Friday, Jun 12th, 2020 (2:20 pm) - Score 832
covid-19 virus broadband isp uk

The Spanish information technology firm MedUX has published a short report examining the impact of the COVID-19 lockdown on UK broadband ISPs. Overall the report found that fixed networks handled the surge in domestic internet traffic “well” and services remained “reasonably stable,” but there were some weak points.

At this point we’ve probably already covered all that really needs to be said about this topic (examples here, here, here, here and here), but there’s always room to squeeze in a little extra analysis. Most of the previous reports have found a small fall in broadband speed (c. -2% to -3%) and a similar reduction in latency performance, albeit nothing too significant. More recently, as the lockdown eased, internet traffic has started returning to normal.

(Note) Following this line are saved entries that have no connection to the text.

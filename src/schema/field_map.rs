//! The compiled schema.

use std::collections::BTreeMap;
use std::sync::Arc;

use ahash::AHashMap;

use crate::analysis::analyzer::Analyzer;
use crate::analysis::catalog::AnalyzerCatalog;
use crate::document::document::ID_FIELD;
use crate::error::{PikeError, Result};
use crate::schema::declaration::{FieldDeclaration, FieldTemplate};
use crate::schema::field_type::FieldTypeInstance;

/// Analyzer used by text fields that do not name one.
pub const DEFAULT_ANALYZER: &str = "standard";

/// Concrete field name to [`FieldTypeInstance`], generic name to concrete
/// names, and the index and query analyzer maps.
///
/// A `FieldMap` is never mutated. A schema update compiles a new one.
#[derive(Clone, Default)]
pub struct FieldMap {
    declarations: Vec<FieldDeclaration>,
    catalog: AnalyzerCatalog,
    fields: AHashMap<String, Arc<FieldTypeInstance>>,
    generic_fields: BTreeMap<String, Vec<String>>,
    index_analyzers: AHashMap<String, Arc<dyn Analyzer>>,
    query_analyzers: AHashMap<String, Arc<dyn Analyzer>>,
}

impl FieldMap {
    /// A schema without fields. Only identity-keyed documents are accepted.
    pub fn empty() -> Self {
        Self::default()
    }

    pub fn compile(declarations: Vec<FieldDeclaration>, catalog: AnalyzerCatalog) -> Result<Self> {
        let mut analyzer_cache: AHashMap<String, Arc<dyn Analyzer>> = AHashMap::new();
        let mut resolve = |name: &str| -> Result<Arc<dyn Analyzer>> {
            if let Some(analyzer) = analyzer_cache.get(name) {
                return Ok(Arc::clone(analyzer));
            }
            let analyzer = catalog.resolve(name)?;
            analyzer_cache.insert(name.to_string(), Arc::clone(&analyzer));
            Ok(analyzer)
        };

        let mut fields = AHashMap::new();
        let mut generic_fields: BTreeMap<String, Vec<String>> = BTreeMap::new();
        let mut index_analyzers = AHashMap::new();
        let mut query_analyzers = AHashMap::new();

        for declaration in &declarations {
            let name = declaration.name.as_str();
            if name.is_empty() || name.starts_with('$') {
                return Err(PikeError::schema(format!("Invalid field name: {name:?}")));
            }
            if fields.contains_key(name) {
                return Err(PikeError::schema(format!("Duplicate field name: {name}")));
            }

            let tokenized = declaration.template == FieldTemplate::Text
                || (declaration.template == FieldTemplate::Custom
                    && declaration.custom.as_ref().is_some_and(|c| c.tokenized));

            let index_analyzer = if tokenized {
                let analyzer_name = declaration.analyzer.as_deref().unwrap_or(DEFAULT_ANALYZER);
                let index_analyzer = resolve(analyzer_name)?;
                let query_analyzer = match declaration.query_analyzer.as_deref() {
                    Some(query_name) => resolve(query_name)?,
                    None => Arc::clone(&index_analyzer),
                };
                index_analyzers.insert(name.to_string(), Arc::clone(&index_analyzer));
                query_analyzers.insert(name.to_string(), query_analyzer);
                Some(index_analyzer)
            } else {
                None
            };

            let instance = FieldTypeInstance::build(declaration.clone(), index_analyzer)?;
            fields.insert(name.to_string(), Arc::new(instance));

            if let Some(generic) = &declaration.generic {
                generic_fields
                    .entry(generic.clone())
                    .or_default()
                    .push(name.to_string());
            }
        }

        log::debug!(
            "compiled schema: {} fields, {} generic groups",
            fields.len(),
            generic_fields.len()
        );

        Ok(FieldMap {
            declarations,
            catalog,
            fields,
            generic_fields,
            index_analyzers,
            query_analyzers,
        })
    }

    pub fn declarations(&self) -> &[FieldDeclaration] {
        &self.declarations
    }

    pub fn catalog(&self) -> &AnalyzerCatalog {
        &self.catalog
    }

    pub fn len(&self) -> usize {
        self.fields.len()
    }

    pub fn is_empty(&self) -> bool {
        self.fields.is_empty()
    }

    pub fn get(&self, name: &str) -> Option<&Arc<FieldTypeInstance>> {
        self.fields.get(name)
    }

    /// Look a field up for a query. Unknown names are query errors.
    pub fn require(&self, name: &str) -> Result<&Arc<FieldTypeInstance>> {
        self.fields
            .get(name)
            .ok_or_else(|| PikeError::query(format!("No field definition for the field: {name}")))
    }

    pub fn index_analyzer(&self, name: &str) -> Option<&Arc<dyn Analyzer>> {
        self.index_analyzers.get(name)
    }

    pub fn query_analyzer(&self, name: &str) -> Option<&Arc<dyn Analyzer>> {
        self.query_analyzers.get(name)
    }

    /// Concrete fields sharing a generic name, in declaration order.
    pub fn generic_fields(&self, generic: &str) -> Option<&[String]> {
        self.generic_fields.get(generic).map(Vec::as_slice)
    }

    /// Resolve the concrete fields a query addresses. An explicit field name
    /// wins and must exist; otherwise the generic name expands to its group.
    /// The identity field is always addressable.
    pub fn resolve_concrete_fields(
        &self,
        generic: Option<&str>,
        explicit: Option<&str>,
    ) -> Result<Vec<String>> {
        match (explicit, generic) {
            (Some(ID_FIELD), _) => Ok(vec![ID_FIELD.to_string()]),
            (Some(name), _) => self.require(name).map(|_| vec![name.to_string()]),
            (None, Some(generic)) => self
                .generic_fields
                .get(generic)
                .cloned()
                .ok_or_else(|| PikeError::query(format!("No field group named: {generic}"))),
            (None, None) => Err(PikeError::query("Neither a field nor a generic field is given")),
        }
    }

    /// Expand a boost table whose keys are concrete or generic names. A
    /// generic name lends its boost to each member; a boost given for the
    /// concrete name itself takes precedence. Output is sorted by field name.
    pub fn resolve_boosted_fields(&self, boosts: &BTreeMap<String, f32>) -> Result<Vec<(String, f32)>> {
        let mut resolved: BTreeMap<String, f32> = BTreeMap::new();

        for (name, boost) in boosts {
            let group = self.generic_fields.get(name);
            if group.is_none() && !self.fields.contains_key(name) {
                return Err(PikeError::query(format!(
                    "No field definition for the field: {name}"
                )));
            }
            for concrete in group.into_iter().flatten() {
                resolved.entry(concrete.clone()).or_insert(*boost);
            }
        }
        for (name, boost) in boosts {
            if self.fields.contains_key(name) {
                resolved.insert(name.clone(), *boost);
            }
        }

        Ok(resolved.into_iter().collect())
    }
}

impl std::fmt::Debug for FieldMap {
    fn fmt(&self, f: &mut std::fmt::Formatter<'_>) -> std::fmt::Result {
        f.debug_struct("FieldMap")
            .field("declarations", &self.declarations)
            .field("generic_fields", &self.generic_fields)
            .finish()
    }
}

#[cfg(test)]
mod tests {
    use super::*;
    use crate::analysis::analyzer::analyze_terms;

    fn declarations() -> Vec<FieldDeclaration> {
        vec![
            FieldDeclaration::new("title", FieldTemplate::Text)
                .generic("title")
                .analyzer("standard")
                .query_analyzer("keyword"),
            FieldDeclaration::new("title_raw", FieldTemplate::String).generic("title"),
            FieldDeclaration::new("body", FieldTemplate::Text),
            FieldDeclaration::new("price", FieldTemplate::LongValue),
        ]
    }

    #[test]
    fn test_analyzer_maps() {
        let map = FieldMap::compile(declarations(), AnalyzerCatalog::new()).unwrap();

        assert_eq!(map.len(), 4);
        assert_eq!(map.index_analyzer("title").unwrap().name(), "standard");
        assert_eq!(map.query_analyzer("title").unwrap().name(), "keyword");
        // query analyzer defaults to the index analyzer
        assert_eq!(map.query_analyzer("body").unwrap().name(), "standard");
        assert!(map.index_analyzer("price").is_none());

        let terms = analyze_terms(map.query_analyzer("title").unwrap().as_ref(), "Red Wine").unwrap();
        assert_eq!(terms, vec!["Red Wine"]);
    }

    #[test]
    fn test_compile_errors() {
        let mut dup = declarations();
        dup.push(FieldDeclaration::new("price", FieldTemplate::LongPoint));
        assert!(matches!(
            FieldMap::compile(dup, AnalyzerCatalog::new()),
            Err(PikeError::Schema(_))
        ));

        let unknown = vec![FieldDeclaration::new("t", FieldTemplate::Text).analyzer("klingon")];
        assert!(matches!(
            FieldMap::compile(unknown, AnalyzerCatalog::new()),
            Err(PikeError::Schema(_))
        ));

        let reserved = vec![FieldDeclaration::new("$id$", FieldTemplate::String)];
        assert!(FieldMap::compile(reserved, AnalyzerCatalog::new()).is_err());
    }

    #[test]
    fn test_resolve_concrete_fields() {
        let map = FieldMap::compile(declarations(), AnalyzerCatalog::new()).unwrap();

        assert_eq!(
            map.resolve_concrete_fields(Some("title"), None).unwrap(),
            vec!["title", "title_raw"]
        );
        assert_eq!(
            map.resolve_concrete_fields(Some("title"), Some("body")).unwrap(),
            vec!["body"]
        );
        assert_eq!(
            map.resolve_concrete_fields(None, Some("$id$")).unwrap(),
            vec!["$id$"]
        );
        assert!(matches!(
            map.resolve_concrete_fields(None, Some("nope")),
            Err(PikeError::Query(_))
        ));
        assert!(map.resolve_concrete_fields(Some("nope"), None).is_err());
        assert!(map.resolve_concrete_fields(None, None).is_err());
    }

    #[test]
    fn test_generic_boost_expands() {
        let map = FieldMap::compile(declarations(), AnalyzerCatalog::new()).unwrap();
        let boosts = BTreeMap::from([("title".to_string(), 3.0)]);

        assert_eq!(
            map.resolve_boosted_fields(&boosts).unwrap(),
            vec![("title".to_string(), 3.0), ("title_raw".to_string(), 3.0)]
        );
    }

    #[test]
    fn test_resolve_boosted_fields() {
        let map = FieldMap::compile(declarations(), AnalyzerCatalog::new()).unwrap();
        let boosts = BTreeMap::from([
            ("title".to_string(), 2.0),
            ("title_raw".to_string(), 5.0),
            ("body".to_string(), 1.0),
        ]);

        // "title" is also a group name; title_raw keeps its own boost
        let resolved = map.resolve_boosted_fields(&boosts).unwrap();
        assert_eq!(
            resolved,
            vec![
                ("body".to_string(), 1.0),
                ("title".to_string(), 2.0),
                ("title_raw".to_string(), 5.0),
            ]
        );

        let unknown = BTreeMap::from([("nope".to_string(), 1.0)]);
        assert!(map.resolve_boosted_fields(&unknown).is_err());
    }
}
//! In-memory storage implementation for tests and throwaway indexes.

use std::collections::HashMap;
use std::io::{Cursor, Read, Seek, SeekFrom, Write};
use std::sync::Arc;

use parking_lot::Mutex;

use crate::error::{PikeError, Result};
use crate::storage::{Storage, StorageInput, StorageOutput};

type FileTable = Arc<Mutex<HashMap<String, Arc<[u8]>>>>;

#[derive(Debug, Default)]
pub struct MemoryStorage {
    files: FileTable,
}

impl MemoryStorage {
    pub fn new() -> Self {
        Self::default()
    }

    pub fn file_count(&self) -> usize {
        self.files.lock().len()
    }

    pub fn total_size(&self) -> u64 {
        self.files.lock().values().map(|data| data.len() as u64).sum()
    }
}

impl Storage for MemoryStorage {
    fn open_input(&self, name: &str) -> Result<Box<dyn StorageInput>> {
        let files = self.files.lock();
        let data = files
            .get(name)
            .ok_or_else(|| PikeError::storage(format!("File not found: {name}")))?;

        Ok(Box::new(MemoryInput {
            cursor: Cursor::new(Arc::clone(data)),
        }))
    }

    fn create_output(&self, name: &str) -> Result<Box<dyn StorageOutput>> {
        Ok(Box::new(MemoryOutput {
            name: name.to_string(),
            buffer: Vec::new(),
            files: Arc::clone(&self.files),
        }))
    }

    fn file_exists(&self, name: &str) -> bool {
        self.files.lock().contains_key(name)
    }

    fn delete_file(&self, name: &str) -> Result<()> {
        self.files.lock().remove(name);
        Ok(())
    }

    fn list_files(&self) -> Result<Vec<String>> {
        let mut names: Vec<String> = self.files.lock().keys().cloned().collect();
        names.sort();
        Ok(names)
    }

    fn file_size(&self, name: &str) -> Result<u64> {
        self.files
            .lock()
            .get(name)
            .map(|data| data.len() as u64)
            .ok_or_else(|| PikeError::storage(format!("File not found: {name}")))
    }

    fn rename_file(&self, old_name: &str, new_name: &str) -> Result<()> {
        let mut files = self.files.lock();
        let data = files
            .remove(old_name)
            .ok_or_else(|| PikeError::storage(format!("File not found: {old_name}")))?;
        files.insert(new_name.to_string(), data);
        Ok(())
    }

    fn sync(&self) -> Result<()> {
        Ok(())
    }
}

#[derive(Debug)]
pub struct MemoryInput {
    cursor: Cursor<Arc<[u8]>>,
}

impl Read for MemoryInput {
    fn read(&mut self, buf: &mut [u8]) -> std::io::Result<usize> {
        self.cursor.read(buf)
    }
}

impl Seek for MemoryInput {
    fn seek(&mut self, pos: SeekFrom) -> std::io::Result<u64> {
        self.cursor.seek(pos)
    }
}

impl StorageInput for MemoryInput {
    fn size(&self) -> Result<u64> {
        Ok(self.cursor.get_ref().len() as u64)
    }
}

/// Buffers writes and publishes the file on close.
#[derive(Debug)]
pub struct MemoryOutput {
    name: String,
    buffer: Vec<u8>,
    files: FileTable,
}

impl Write for MemoryOutput {
    fn write(&mut self, buf: &[u8]) -> std::io::Result<usize> {
        self.buffer.extend_from_slice(buf);
        Ok(buf.len())
    }

    fn flush(&mut self) -> std::io::Result<()> {
        Ok(())
    }
}

impl StorageOutput for MemoryOutput {
    fn flush_and_sync(&mut self) -> Result<()> {
        Ok(())
    }

    fn position(&self) -> u64 {
        self.buffer.len() as u64
    }

    fn close(&mut self) -> Result<()> {
        let data: Arc<[u8]> = Arc::from(self.buffer.as_slice());
        self.files.lock().insert(self.name.clone(), data);
        Ok(())
    }
}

The results from MedUX are largely based on the nationwide average performance of wired connections to the router (via Ethernet), unless otherwise stated. For this purpose, VDSL (FTTC) and HFC (DOCSIS) connections with speed profiles ranging from 30Mbps up to 100Mbps for the four biggest ISPs – BT, Virgin Media, TalkTalk and Sky Broadband – have been taken into consideration

In general, the average internet service quality has been stable for most users, although the drop in average compliance with contracted speeds for wired connections (via Ethernet) was the highest during the evening hours of weeks 13 and 14 (see below). On average during those weeks, downlink compliance for 60-100 Mbps speed profiles was up to 4% lower than in the weeks before the lockdown.

NOTE: The bottom X axis (5, 10, 15, 20) represents ‘Time of Day (BST)’, while each coloured line is a different week (e.g. W9 – 24th Feb, W12 – 16th Mar, W13 – 23rd Mar).

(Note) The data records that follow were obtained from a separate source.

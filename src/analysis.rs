//! Text analysis for pike.
//!
//! Analysis turns a field value into the terms that are indexed or searched:
//! a [`tokenizer::Tokenizer`] splits the text, then a chain of
//! [`token_filter::Filter`]s rewrites the token stream. Named analyzers are
//! resolved through the [`catalog::AnalyzerCatalog`].

pub mod analyzer;
pub mod catalog;
pub mod token;
pub mod token_filter;
pub mod tokenizer;
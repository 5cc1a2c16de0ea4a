//! Command Line Interface for the pike binary.

pub mod args;
pub mod commands;
pub mod output;

pub use args::PikeArgs;
pub use commands::execute_command;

medux_broadband_speed_compliance_uk

We can also examine the important figure of latency, which represents the response time (measured in milliseconds, where 1000 milliseconds = 1 second) of how quickly it takes a single packet of data to travel from your computer to a third-party server and back again.

The map below highlights the impact on latency for the lockdown week starting on the 23rd of March (W13) during peak time (20–21h), which shows the percentage of latency increase when compared against the pre-lockdown week beginning on the 24th of February (W9).

medux_broadband_latency_increase

Broadly speaking the increase in latency won’t have actually had too much of a noticeable impact for most users (it may only reflect an extra 1-3ms or so), although it’s notable that the South West and South East saw a much larger increase in latency times.

Meanwhile Packet loss (i.e. when some of the data packets being transmitted go missing or are incorrect), which is connected to latency and can often help to highlight issues of network congestion or faults, had a few spikes over the same period. Generally you’d expect to see loss below 1% but for a brief period it spiked as high as 6%.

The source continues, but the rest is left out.